Maryland's Legislative District 46 is one of 47 districts in Maryland for representation in the state legislature. It is located entirely in Baltimore City and encompasses all or part of at least six city council districts, including the First district, Second district, Tenth district, Eleventh district, Twelfth district and Thirteenth district.

Voters in this district select three delegates every four years to represent them in the Maryland House of Delegates.

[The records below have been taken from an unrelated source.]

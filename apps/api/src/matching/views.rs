//! JSON view models: the shape each screen needs, built from fetched rows.

use std::collections::HashSet;

use chrono::{DateTime, Utc};
use serde::Serialize;
use uuid::Uuid;

use crate::matching::skills::split_skills;
use crate::models::application::{ApplicationDetail, ApplicationStatus, SeekerApplication};
use crate::models::job::{JobRow, JobType, JobWithCompanyRow};
use crate::models::profile::ProfileRow;

const DESCRIPTION_PREVIEW_CHARS: usize = 150;
const EXPERIENCE_PREVIEW_CHARS: usize = 200;

#[derive(Debug, Clone, Serialize)]
pub struct JobCard {
    pub id: Uuid,
    pub company_id: Uuid,
    pub company_display_name: String,
    pub title: String,
    pub location: String,
    pub job_type: JobType,
    pub required_skills: Vec<String>,
    pub description: String,
    pub description_preview: String,
    pub is_active: bool,
    pub status_label: &'static str,
    pub already_applied: bool,
    pub created_at: DateTime<Utc>,
}

#[derive(Debug, Clone, Serialize)]
pub struct ApplicantCard {
    pub application_id: Uuid,
    pub job_id: Uuid,
    pub job_title: String,
    pub applicant_id: Uuid,
    pub applicant_name: String,
    pub applicant_email: String,
    pub skills: Vec<String>,
    pub matching_skills: Vec<String>,
    pub missing_skills: Vec<String>,
    pub experience_preview: Option<String>,
    pub status: ApplicationStatus,
    pub status_slug: String,
    pub applied_at: DateTime<Utc>,
}

#[derive(Debug, Clone, Serialize)]
pub struct ApplicantDetailView {
    pub application_id: Uuid,
    pub job_title: String,
    pub applicant: ProfileRow,
    pub matching_skills: Vec<String>,
    pub missing_skills: Vec<String>,
    pub status: ApplicationStatus,
    pub status_slug: String,
    pub applied_at: DateTime<Utc>,
}

#[derive(Debug, Clone, Serialize)]
pub struct SeekerApplicationCard {
    pub application_id: Uuid,
    pub job_id: Uuid,
    pub job_title: String,
    pub company_display_name: String,
    pub location: String,
    pub job_type: JobType,
    pub status: ApplicationStatus,
    pub status_slug: String,
    pub applied_at: DateTime<Utc>,
}

/// CSS-friendly badge slug: `In Review` → `in-review`.
pub fn status_slug(status: ApplicationStatus) -> String {
    status.as_str().to_lowercase().replacen(' ', "-", 1)
}

/// First `max_chars` characters of `text`, never splitting a character.
pub fn truncate_chars(text: &str, max_chars: usize) -> &str {
    match text.char_indices().nth(max_chars) {
        Some((idx, _)) => &text[..idx],
        None => text,
    }
}

/// Company name, else contact name, else a generic label.
pub fn company_display_name(company_name: &str, full_name: &str) -> String {
    [company_name, full_name]
        .into_iter()
        .map(str::trim)
        .find(|name| !name.is_empty())
        .unwrap_or("Company")
        .to_string()
}

fn description_preview(description: &str) -> String {
    format!("{}...", truncate_chars(description, DESCRIPTION_PREVIEW_CHARS))
}

fn experience_preview(experience: &str) -> Option<String> {
    if experience.trim().is_empty() {
        return None;
    }
    let head = truncate_chars(experience, EXPERIENCE_PREVIEW_CHARS);
    if head.len() < experience.len() {
        Some(format!("{head}..."))
    } else {
        Some(head.to_string())
    }
}

impl JobCard {
    fn build(job: &JobRow, company_display_name: String, already_applied: bool) -> Self {
        JobCard {
            id: job.id,
            company_id: job.company_id,
            company_display_name,
            title: job.title.clone(),
            location: job.location.clone(),
            job_type: job.job_type,
            required_skills: job.required_skills.clone(),
            description: job.description.clone(),
            description_preview: description_preview(&job.description),
            is_active: job.is_active,
            status_label: if job.is_active { "Active" } else { "Inactive" },
            already_applied,
            created_at: job.created_at,
        }
    }

    /// A listing as seen by a seeker who has applied to `applied_job_ids`.
    pub fn for_seeker(listing: &JobWithCompanyRow, applied_job_ids: &HashSet<Uuid>) -> Self {
        Self::build(
            &listing.job,
            company_display_name(&listing.company_name, &listing.company_full_name),
            applied_job_ids.contains(&listing.job.id),
        )
    }

    /// One of the company's own postings.
    pub fn for_owner(job: &JobRow, owner: &ProfileRow) -> Self {
        Self::build(job, company_display_name(&owner.company_name, &owner.full_name), false)
    }
}

impl From<&ApplicationDetail> for ApplicantCard {
    fn from(detail: &ApplicationDetail) -> Self {
        let breakdown = split_skills(&detail.job.required_skills, &detail.applicant.skills);
        ApplicantCard {
            application_id: detail.application.id,
            job_id: detail.job.id,
            job_title: detail.job.title.clone(),
            applicant_id: detail.applicant.id,
            applicant_name: detail.applicant.full_name.clone(),
            applicant_email: detail.applicant.email.clone(),
            skills: detail.applicant.skills.clone(),
            matching_skills: breakdown.matching,
            missing_skills: breakdown.missing,
            experience_preview: experience_preview(&detail.applicant.experience),
            status: detail.application.status,
            status_slug: status_slug(detail.application.status),
            applied_at: detail.application.applied_at,
        }
    }
}

impl From<&ApplicationDetail> for ApplicantDetailView {
    fn from(detail: &ApplicationDetail) -> Self {
        let breakdown = split_skills(&detail.job.required_skills, &detail.applicant.skills);
        ApplicantDetailView {
            application_id: detail.application.id,
            job_title: detail.job.title.clone(),
            applicant: detail.applicant.clone(),
            matching_skills: breakdown.matching,
            missing_skills: breakdown.missing,
            status: detail.application.status,
            status_slug: status_slug(detail.application.status),
            applied_at: detail.application.applied_at,
        }
    }
}

impl From<&SeekerApplication> for SeekerApplicationCard {
    fn from(app: &SeekerApplication) -> Self {
        SeekerApplicationCard {
            application_id: app.application.id,
            job_id: app.job.id,
            job_title: app.job.title.clone(),
            company_display_name: company_display_name(&app.company_name, &app.company_full_name),
            location: app.job.location.clone(),
            job_type: app.job.job_type,
            status: app.application.status,
            status_slug: status_slug(app.application.status),
            applied_at: app.application.applied_at,
        }
    }
}
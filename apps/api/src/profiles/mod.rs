// Profile registration, login lookup, and self-service updates.

pub mod handlers;
pub mod store;
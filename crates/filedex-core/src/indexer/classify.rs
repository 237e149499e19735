use crate::catalog::FileType;
use std::collections::{HashMap, HashSet};

/// Files at or above this size never get a content snippet.
pub const SNIPPET_MAX_FILE_SIZE: u64 = 50 * 1024;
/// Snippets are truncated to this many characters.
pub const SNIPPET_MAX_CHARS: usize = 300;

lazy_static::lazy_static! {
    static ref TYPE_MAP: HashMap<&'static str, FileType> = {
        let mut map = HashMap::new();
        let entries: [(&[&str], FileType); 6] = [
            (
                &["jpg", "jpeg", "png", "gif", "webp", "svg", "bmp", "ico", "tiff", "avif"],
                FileType::Image,
            ),
            (
                &["mp4", "avi", "mkv", "mov", "webm", "flv", "wmv", "m4v"],
                FileType::Video,
            ),
            (
                &["mp3", "flac", "wav", "ogg", "aac", "m4a", "opus"],
                FileType::Audio,
            ),
            (
                &["pdf", "doc", "docx", "xls", "xlsx", "ppt", "pptx", "odt", "txt", "rtf",
                  "md", "csv", "epub"],
                FileType::Doc,
            ),
            (
                &["zip", "tar", "gz", "rar", "7z", "bz2", "xz"],
                FileType::Archive,
            ),
            (
                &["js", "ts", "jsx", "tsx", "py", "java", "c", "cpp", "cs", "go", "rs",
                  "php", "html", "css", "json", "yaml", "sh", "sql"],
                FileType::Code,
            ),
        ];
        for (exts, file_type) in entries {
            for ext in exts {
                map.insert(*ext, file_type);
            }
        }
        map
    };

    static ref TEXT_EXTS: HashSet<&'static str> = [
        "txt", "md", "json", "yaml", "yml", "csv", "log", "sh", "ini", "conf",
    ]
    .into_iter()
    .collect();
}

/// Fixed extension → category lookup. Unrecognized extensions are `Other`.
pub fn classify(ext: &str) -> FileType {
    TYPE_MAP.get(ext).copied().unwrap_or(FileType::Other)
}

/// Whether a small file with this extension gets a content snippet.
pub fn is_text_ext(ext: &str) -> bool {
    TEXT_EXTS.contains(ext)
}

#[cfg(test)]
mod tests {
    use super::*;

    #[test]
    fn test_classify_known_extensions() {
        assert_eq!(classify("jpg"), FileType::Image);
        assert_eq!(classify("mkv"), FileType::Video);
        assert_eq!(classify("flac"), FileType::Audio);
        assert_eq!(classify("pdf"), FileType::Doc);
        assert_eq!(classify("7z"), FileType::Archive);
        assert_eq!(classify("rs"), FileType::Code);
    }

    #[test]
    fn test_classify_unknown_extension() {
        assert_eq!(classify("xyz123"), FileType::Other);
        assert_eq!(classify(""), FileType::Other);
    }

    #[test]
    fn test_text_extensions() {
        assert!(is_text_ext("txt"));
        assert!(is_text_ext("conf"));
        assert!(!is_text_ext("png"));
        assert!(!is_text_ext("exe"));
    }
}
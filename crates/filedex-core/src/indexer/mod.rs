pub mod classify;
mod walk;

pub use walk::{run, PROGRESS_BATCH};
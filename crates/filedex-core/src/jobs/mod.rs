mod events;
mod supervisor;

pub use events::{
    DupDoneMessage, DupMessage, HashProgressMessage, IndexDoneMessage, IndexMessage,
    IndexProgressMessage, JobErrorMessage,
};
pub use supervisor::{DupStatus, IndexStatus, JobState, JobSupervisor};

use std::sync::atomic::{AtomicBool, AtomicUsize, Ordering};
use std::sync::Mutex;

/// State shared between a job worker thread and the supervisor that owns it.
/// Counters are atomics so `status()` never blocks on a running worker;
/// cancellation is a one-way flag the worker polls between units of work.
pub struct JobShared {
    cancel: AtomicBool,
    running: AtomicBool,
    processed: AtomicUsize,
    total: AtomicUsize,
    state: Mutex<JobState>,
    last_run_at: Mutex<Option<i64>>,
}

impl JobShared {
    /// Fresh control block in the Running state. The supervisor creates one
    /// per job; embedders driving `indexer::run`/`detector::run` on their own
    /// thread can too.
    pub fn new_running() -> Self {
        JobShared {
            cancel: AtomicBool::new(false),
            running: AtomicBool::new(true),
            processed: AtomicUsize::new(0),
            total: AtomicUsize::new(0),
            state: Mutex::new(JobState::Running),
            last_run_at: Mutex::new(None),
        }
    }

    pub fn request_cancel(&self) {
        self.cancel.store(true, Ordering::Relaxed);
    }

    pub fn is_cancelled(&self) -> bool {
        self.cancel.load(Ordering::Relaxed)
    }

    pub fn is_running(&self) -> bool {
        self.running.load(Ordering::Relaxed)
    }

    pub fn record_progress(&self, processed: usize, total: usize) {
        self.processed.store(processed, Ordering::Relaxed);
        self.total.store(total, Ordering::Relaxed);
    }

    pub fn processed(&self) -> usize {
        self.processed.load(Ordering::Relaxed)
    }

    pub fn total(&self) -> usize {
        self.total.load(Ordering::Relaxed)
    }

    pub fn state(&self) -> JobState {
        *self.state.lock().unwrap()
    }

    pub fn last_run_at(&self) -> Option<i64> {
        *self.last_run_at.lock().unwrap()
    }

    /// Terminal bookkeeping, written by the worker itself as its last act.
    pub(crate) fn finish(&self, state: JobState) {
        *self.state.lock().unwrap() = state;
        *self.last_run_at.lock().unwrap() = Some(chrono::Utc::now().timestamp());
        self.running.store(false, Ordering::Relaxed);
    }
}
use config::{Config, ConfigError, File as ConfigFile};
use serde::Deserialize;
use std::path::Path;

fn default_db_path() -> String {
    "filedex.db".to_string()
}

#[derive(Debug, Clone, Deserialize)]
pub struct AppConfig {
    #[serde(default)]
    pub root_paths: Vec<String>,
    #[serde(default)]
    pub ignore_patterns: Vec<String>,
    #[serde(default = "default_db_path")]
    pub db_path: String,
}

impl Default for AppConfig {
    fn default() -> Self {
        AppConfig {
            root_paths: Vec::new(),
            ignore_patterns: Vec::new(),
            db_path: default_db_path(),
        }
    }
}

pub fn load_configuration() -> Result<AppConfig, ConfigError> {
    let builder = Config::builder()
        .add_source(ConfigFile::with_name("Config").required(false))
        .build()?;
    builder.try_deserialize::<AppConfig>()
}

/// Remove directories that are subdirectories of other directories in the list.
pub fn non_overlapping_directories(dirs: Vec<String>) -> Vec<String> {
    let mut result: Vec<String> = Vec::new();

    for dir in dirs {
        let dir_path = Path::new(&dir);
        let mut should_add = true;
        let result_clone = result.clone();

        for res_dir in &result_clone {
            let res_dir_path = Path::new(res_dir);

            if dir_path.starts_with(res_dir_path) {
                should_add = false;
                break;
            }

            if res_dir_path.starts_with(dir_path) {
                result.retain(|x| x != res_dir);
                break;
            }
        }

        if should_add {
            result.push(dir);
        }
    }

    result
}
use std::collections::HashMap;

use super::models::*;
use super::sqlite::Catalog;
use rusqlite::{params, Result, Row};
use tracing::debug;

const GROUP_QUERY_MAX: i64 = 500;
const SEARCH_LIMIT_MAX: i64 = 500;
const SEARCH_LIMIT_DEFAULT: i64 = 200;

fn row_to_record(row: &Row) -> Result<FileRecord> {
    Ok(FileRecord {
        path: row.get(0)?,
        name: row.get(1)?,
        ext: row.get(2)?,
        file_type: FileType::from_label(&row.get::<_, String>(3)?),
        size: row.get(4)?,
        modified: row.get(5)?,
        created: row.get(6)?,
        partial_hash: row.get(7)?,
        full_hash: row.get(8)?,
        is_dir: row.get(9)?,
        parent: row.get(10)?,
        content_snippet: row.get(11)?,
        indexed_at: row.get(12)?,
    })
}

const RECORD_COLUMNS: &str = "path, name, ext, type, size, modified, created, \
     partial_hash, full_hash, is_dir, parent, content_snippet, indexed_at";

impl Catalog {
    // ── Upserts ──────────────────────────────────────────────────

    /// Insert or refresh one record by path. Metadata, snippet and
    /// indexed_at are overwritten; hash columns are left untouched (only
    /// the duplicate scan writes those).
    pub fn upsert(&self, record: &FileRecord) -> Result<()> {
        self.upsert_batch(std::slice::from_ref(record)).map(|_| ())
    }

    /// Upsert a batch of records inside a single transaction.
    pub fn upsert_batch(&self, records: &[FileRecord]) -> Result<usize> {
        let tx = self.connection().unchecked_transaction()?;
        let mut count = 0;
        {
            let mut stmt = tx.prepare_cached(
                "INSERT INTO files_index \
                 (path, name, ext, type, size, modified, created, is_dir, \
                  parent, content_snippet, indexed_at) \
                 VALUES (?1, ?2, ?3, ?4, ?5, ?6, ?7, ?8, ?9, ?10, unixepoch()) \
                 ON CONFLICT(path) DO UPDATE SET \
                     name = excluded.name, \
                     ext = excluded.ext, \
                     type = excluded.type, \
                     size = excluded.size, \
                     modified = excluded.modified, \
                     created = excluded.created, \
                     is_dir = excluded.is_dir, \
                     parent = excluded.parent, \
                     content_snippet = excluded.content_snippet, \
                     indexed_at = excluded.indexed_at",
            )?;
            for record in records {
                count += stmt.execute(params![
                    record.path,
                    record.name,
                    record.ext,
                    record.file_type.as_str(),
                    record.size,
                    record.modified,
                    record.created,
                    record.is_dir,
                    record.parent,
                    record.content_snippet,
                ])?;
            }
        }
        tx.commit()?;
        Ok(count)
    }

    // ── Point reads ──────────────────────────────────────────────

    pub fn get(&self, path: &str) -> Result<Option<FileRecord>> {
        let sql = format!("SELECT {RECORD_COLUMNS} FROM files_index WHERE path = ?1");
        match self
            .connection()
            .query_row(&sql, params![path], row_to_record)
        {
            Ok(record) => Ok(Some(record)),
            Err(rusqlite::Error::QueryReturnedNoRows) => Ok(None),
            Err(e) => Err(e),
        }
    }

    pub fn count_records(&self) -> Result<i64> {
        self.connection()
            .query_row("SELECT COUNT(*) FROM files_index", [], |row| row.get(0))
    }

    // ── Prefix / browse queries ──────────────────────────────────

    pub fn query_by_path_prefix(&self, prefix: &str, limit: i64) -> Result<Vec<FileRecord>> {
        let sql = format!(
            "SELECT {RECORD_COLUMNS} FROM files_index \
             WHERE path LIKE ?1 ORDER BY path LIMIT ?2"
        );
        let mut stmt = self.connection().prepare(&sql)?;
        let records = stmt
            .query_map(params![format!("{}%", prefix), limit], row_to_record)?
            .collect::<Result<Vec<_>>>()?;
        Ok(records)
    }

    /// Immediate children of a directory, folders first then by name.
    pub fn list_children(&self, parent: &str) -> Result<Vec<FileRecord>> {
        let sql = format!(
            "SELECT {RECORD_COLUMNS} FROM files_index \
             WHERE parent = ?1 ORDER BY is_dir DESC, name"
        );
        let mut stmt = self.connection().prepare(&sql)?;
        let records = stmt
            .query_map(params![parent], row_to_record)?
            .collect::<Result<Vec<_>>>()?;
        Ok(records)
    }

    /// Parameterized read-only search over the catalog. Substring match on
    /// name or content snippet, optional ext/type/size/modified filters,
    /// newest-modified first.
    pub fn search(&self, search: &SearchParams) -> Result<Vec<FileRecord>> {
        let mut sql = format!("SELECT {RECORD_COLUMNS} FROM files_index WHERE 1=1");
        let mut args: Vec<Box<dyn rusqlite::ToSql>> = Vec::new();

        if let Some(query) = &search.query {
            sql.push_str(" AND (name LIKE ? OR content_snippet LIKE ?)");
            let like = format!("%{}%", query);
            args.push(Box::new(like.clone()));
            args.push(Box::new(like));
        }
        if let Some(ext) = &search.ext {
            sql.push_str(" AND ext = ?");
            args.push(Box::new(ext.to_lowercase()));
        }
        if let Some(file_type) = search.file_type {
            sql.push_str(" AND type = ?");
            args.push(Box::new(file_type.as_str().to_string()));
        }
        if let Some(size_min) = search.size_min {
            sql.push_str(" AND size >= ?");
            args.push(Box::new(size_min));
        }
        if let Some(size_max) = search.size_max {
            sql.push_str(" AND size <= ?");
            args.push(Box::new(size_max));
        }
        if let Some(modified_from) = search.modified_from {
            sql.push_str(" AND modified >= ?");
            args.push(Box::new(modified_from));
        }
        if let Some(modified_to) = search.modified_to {
            sql.push_str(" AND modified <= ?");
            args.push(Box::new(modified_to));
        }

        sql.push_str(" ORDER BY modified DESC LIMIT ?");
        let limit = if search.limit > 0 {
            search.limit.min(SEARCH_LIMIT_MAX)
        } else {
            SEARCH_LIMIT_DEFAULT
        };
        args.push(Box::new(limit));

        let mut stmt = self.connection().prepare(&sql)?;
        let arg_refs: Vec<&dyn rusqlite::ToSql> = args.iter().map(|a| a.as_ref()).collect();
        let records = stmt
            .query_map(arg_refs.as_slice(), row_to_record)?
            .collect::<Result<Vec<_>>>()?;
        Ok(records)
    }

    // ── Duplicate seed & hash updates ────────────────────────────

    /// Non-directory, non-empty rows under `root`, grouped by exact size.
    /// Buckets and their members come back in discovery order.
    pub fn size_buckets(&self, root: &str) -> Result<Vec<SizeBucket>> {
        let mut stmt = self.connection().prepare(
            "SELECT path, size FROM files_index \
             WHERE parent LIKE ?1 AND is_dir = 0 AND size > 0 \
             ORDER BY size, rowid",
        )?;
        let rows = stmt
            .query_map(params![format!("{}%", root)], |row| {
                Ok((row.get::<_, String>(0)?, row.get::<_, i64>(1)?))
            })?
            .collect::<Result<Vec<_>>>()?;

        let mut buckets: Vec<SizeBucket> = Vec::new();
        for (path, size) in rows {
            match buckets.last_mut() {
                Some(bucket) if bucket.size == size => bucket.paths.push(path),
                _ => buckets.push(SizeBucket {
                    size,
                    paths: vec![path],
                }),
            }
        }
        Ok(buckets)
    }

    /// Group the given paths by their stored partial hash. Rows without a
    /// partial hash are left out.
    pub fn group_by_partial_hash(&self, paths: &[String]) -> Result<Vec<(String, Vec<String>)>> {
        let mut groups: HashMap<String, Vec<String>> = HashMap::new();
        // Chunked IN-lists keep us well under SQLite's bound-variable cap.
        for chunk in paths.chunks(500) {
            let placeholders = vec!["?"; chunk.len()].join(",");
            let sql = format!(
                "SELECT partial_hash, path FROM files_index \
                 WHERE partial_hash IS NOT NULL AND path IN ({placeholders}) \
                 ORDER BY rowid"
            );
            let mut stmt = self.connection().prepare(&sql)?;
            let rows = stmt
                .query_map(rusqlite::params_from_iter(chunk.iter()), |row| {
                    Ok((row.get::<_, String>(0)?, row.get::<_, String>(1)?))
                })?
                .collect::<Result<Vec<_>>>()?;
            for (hash, path) in rows {
                groups.entry(hash).or_default().push(path);
            }
        }
        let mut result: Vec<_> = groups.into_iter().collect();
        result.sort_by(|a, b| a.0.cmp(&b.0));
        Ok(result)
    }

    pub fn set_partial_hash(&self, path: &str, hash: &str) -> Result<()> {
        self.connection().execute(
            "UPDATE files_index SET partial_hash = ?1 WHERE path = ?2",
            params![hash, path],
        )?;
        Ok(())
    }

    pub fn set_full_hash(&self, path: &str, hash: &str) -> Result<()> {
        self.connection().execute(
            "UPDATE files_index SET full_hash = ?1 WHERE path = ?2",
            params![hash, path],
        )?;
        Ok(())
    }

    /// Persist a batch of `(path, partial_hash)` pairs in one transaction.
    pub fn set_partial_hashes(&self, entries: &[(String, String)]) -> Result<()> {
        let tx = self.connection().unchecked_transaction()?;
        {
            let mut stmt = tx.prepare_cached(
                "UPDATE files_index SET partial_hash = ?1 WHERE path = ?2",
            )?;
            for (path, hash) in entries {
                stmt.execute(params![hash, path])?;
            }
        }
        tx.commit()?;
        Ok(())
    }

    /// Persist a batch of `(path, full_hash)` pairs in one transaction.
    pub fn set_full_hashes(&self, entries: &[(String, String)]) -> Result<()> {
        let tx = self.connection().unchecked_transaction()?;
        {
            let mut stmt = tx
                .prepare_cached("UPDATE files_index SET full_hash = ?1 WHERE path = ?2")?;
            for (path, hash) in entries {
                stmt.execute(params![hash, path])?;
            }
        }
        tx.commit()?;
        Ok(())
    }

    // ── Duplicate groups (read path) ─────────────────────────────

    /// Materialize duplicate groups: hashed, non-directory, non-empty rows
    /// sharing `(partial_hash, size)`, largest size first. `root` restricts
    /// to rows under that directory; `limit` is clamped to 500.
    pub fn duplicate_groups(
        &self,
        root: Option<&str>,
        limit: i64,
    ) -> Result<Vec<DuplicateGroup>> {
        let limit = if limit > 0 {
            limit.min(GROUP_QUERY_MAX)
        } else {
            GROUP_QUERY_MAX
        };
        let root_pattern = root.map(|r| format!("{}%", r));

        let group_sql = "SELECT partial_hash, size, COUNT(*) AS cnt FROM files_index \
             WHERE partial_hash IS NOT NULL AND is_dir = 0 AND size > 0";
        let group_tail = " GROUP BY partial_hash, size HAVING cnt > 1 \
             ORDER BY size DESC, cnt DESC LIMIT ?";

        let keys: Vec<(String, i64)> = match &root_pattern {
            Some(pattern) => {
                let sql = format!("{group_sql} AND parent LIKE ?{group_tail}");
                let mut stmt = self.connection().prepare(&sql)?;
                let keys = stmt
                    .query_map(params![pattern, limit], |row| {
                        Ok((row.get(0)?, row.get(1)?))
                    })?
                    .collect::<Result<Vec<_>>>()?;
                keys
            }
            None => {
                let sql = format!("{group_sql}{group_tail}");
                let mut stmt = self.connection().prepare(&sql)?;
                let keys = stmt
                    .query_map(params![limit], |row| Ok((row.get(0)?, row.get(1)?)))?
                    .collect::<Result<Vec<_>>>()?;
                keys
            }
        };

        let member_sql = "SELECT path, modified, full_hash FROM files_index \
             WHERE partial_hash = ?1 AND size = ?2 AND is_dir = 0";
        let mut groups = Vec::with_capacity(keys.len());
        for (partial_hash, size) in keys {
            let files = match &root_pattern {
                Some(pattern) => {
                    let sql = format!("{member_sql} AND parent LIKE ?3 ORDER BY rowid");
                    let mut stmt = self.connection().prepare(&sql)?;
                    let members = stmt
                        .query_map(params![partial_hash, size, pattern], |row| {
                            Ok(GroupMember {
                                path: row.get(0)?,
                                modified: row.get(1)?,
                                full_hash: row.get(2)?,
                            })
                        })?
                        .collect::<Result<Vec<_>>>()?;
                    members
                }
                None => {
                    let sql = format!("{member_sql} ORDER BY rowid");
                    let mut stmt = self.connection().prepare(&sql)?;
                    let members = stmt
                        .query_map(params![partial_hash, size], |row| {
                            Ok(GroupMember {
                                path: row.get(0)?,
                                modified: row.get(1)?,
                                full_hash: row.get(2)?,
                            })
                        })?
                        .collect::<Result<Vec<_>>>()?;
                    members
                }
            };
            groups.push(DuplicateGroup {
                size,
                partial_hash,
                files,
            });
        }
        Ok(groups)
    }

    // ── Deletes & history ────────────────────────────────────────

    /// Remove a record. Returns true if a row existed.
    pub fn delete(&self, path: &str) -> Result<bool> {
        let affected = self
            .connection()
            .execute("DELETE FROM files_index WHERE path = ?1", params![path])?;
        Ok(affected > 0)
    }

    pub fn record_history(&self, op_type: &str, payload: &serde_json::Value) -> Result<()> {
        self.connection().execute(
            "INSERT INTO op_history (op_type, payload) VALUES (?1, ?2)",
            params![op_type, payload.to_string()],
        )?;
        Ok(())
    }

    pub fn recent_history(&self, limit: i64) -> Result<Vec<HistoryEntry>> {
        let mut stmt = self.connection().prepare(
            "SELECT id, op_type, payload, created_at FROM op_history \
             ORDER BY created_at DESC, id DESC LIMIT ?1",
        )?;
        let entries = stmt
            .query_map(params![limit.clamp(1, 200)], |row| {
                Ok(HistoryEntry {
                    id: row.get(0)?,
                    op_type: row.get(1)?,
                    payload: row.get(2)?,
                    created_at: row.get(3)?,
                })
            })?
            .collect::<Result<Vec<_>>>()?;
        debug!("Loaded {} history entries", entries.len());
        Ok(entries)
    }
}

Demographic characteristics
As of the 2020 United States census, the district had a population of 124,898, of whom 101,213 (81.0%) were of voting age. The racial makeup of the district was 58,975 (47.2%) White, 33,946 (27.2%) African American, 949 (0.8%) Native American, 4,987 (4.0%) Asian, 27 (0.0%) Pacific Islander, 15,887 (12.7%) from some other race, and 10,130 (8.1%) from two or more races. Hispanic or Latino of any race were 24,224 (19.4%) of the population.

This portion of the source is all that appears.